FMS member Dr. Tom de Greef was last October 1, 2016, promoted to associate professor at the Eindhoven University of Technology.
Tom de Greef was born in Eindhoven, the Netherlands, in 1980 and studied at the University of Eindhoven (TU/e, the Netherlands), where he received his M.Sc. degree in Biomedical Engineering cum laude in 2004. He completed his Ph.D. at the Department of Chemistry at the same university in 2008 with professors E. W. Meijer and R. P. Sijbesma working on novel polymeric materials based on quadruple hydrogen bonding motifs. Subsequently, he moved to the Computational Biology group headed by prof. P. A. J. Hilbers at the Department of Biomedical Engineering (TU/e) studying self-assembling systems from a computational perspective and became assistant professor in this department in 2010. In 2013, Tom de Greef was a visiting scholar in the group of Prof. D. Weitz (Harvard) working on protein affinity screening using droplet microfluidics.

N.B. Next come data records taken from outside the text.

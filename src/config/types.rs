use serde::Deserialize;

/// Options controlling how the tree builder treats unbalanced sections.
///
/// Loaded from a `.httpd-tree.toml` file or built directly. Every field has a
/// default, so an empty file is valid.
#[derive(Debug, Clone, Copy, Default, PartialEq, Eq, Deserialize)]
#[serde(rename_all = "kebab-case")]
pub struct ParseOptions {
	/// What to do with a closing tag that has no open section to close.
	#[serde(default)]
	pub unmatched_close: UnmatchedClose,

	/// What to do with sections still open when the input ends.
	#[serde(default)]
	pub unclosed_sections: UnclosedSections,
}

/// Policy for a `</Name>` line seen while the cursor is at the root.
#[derive(Debug, Clone, Copy, Default, PartialEq, Eq, Deserialize)]
#[serde(rename_all = "kebab-case")]
pub enum UnmatchedClose {
	/// Abort the parse with `ParseError::UnmatchedClose`.
	#[default]
	Error,

	/// Keep the cursor at the root and carry on.
	Ignore,
}

/// Policy for sections left open at end of input.
#[derive(Debug, Clone, Copy, Default, PartialEq, Eq, Deserialize)]
#[serde(rename_all = "kebab-case")]
pub enum UnclosedSections {
	/// Return the tree; its cursor points at the innermost open section.
	#[default]
	Allow,

	/// Abort the parse with `ParseError::UnclosedSection`.
	Error,
}

impl ParseOptions {
	/// Options that accept any nesting: stray closes are ignored and open
	/// sections are left as they are.
	pub fn lenient() -> Self {
		ParseOptions {
			unmatched_close: UnmatchedClose::Ignore,
			unclosed_sections: UnclosedSections::Allow,
		}
	}

	/// Options that reject any unbalanced nesting.
	pub fn strict() -> Self {
		ParseOptions {
			unmatched_close: UnmatchedClose::Error,
			unclosed_sections: UnclosedSections::Error,
		}
	}
}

The overall aim of the group is the design and construction of synthetic signalling networks and chemical information processing systems in-vitro that can generate complex spatiotemporal behaviors that are typically associated with living systems. They use experiments, micro-engineering tools and modeling to reveal how networks of biochemical interactions cause and control complex regulatory behavior in an attempt to formulate generalizable design principles. In 2012 and 2013 Tom de Greef was awarded a VENI and an ECHO-STIP grant respectively by the Netherlands Organization of Scientific Research (NWO). In 2015 he received an ERC starting Grant to expand research his research in the field of synthetic biology. He is also core member of the Institute for Complex Molecular Systems (ICMS).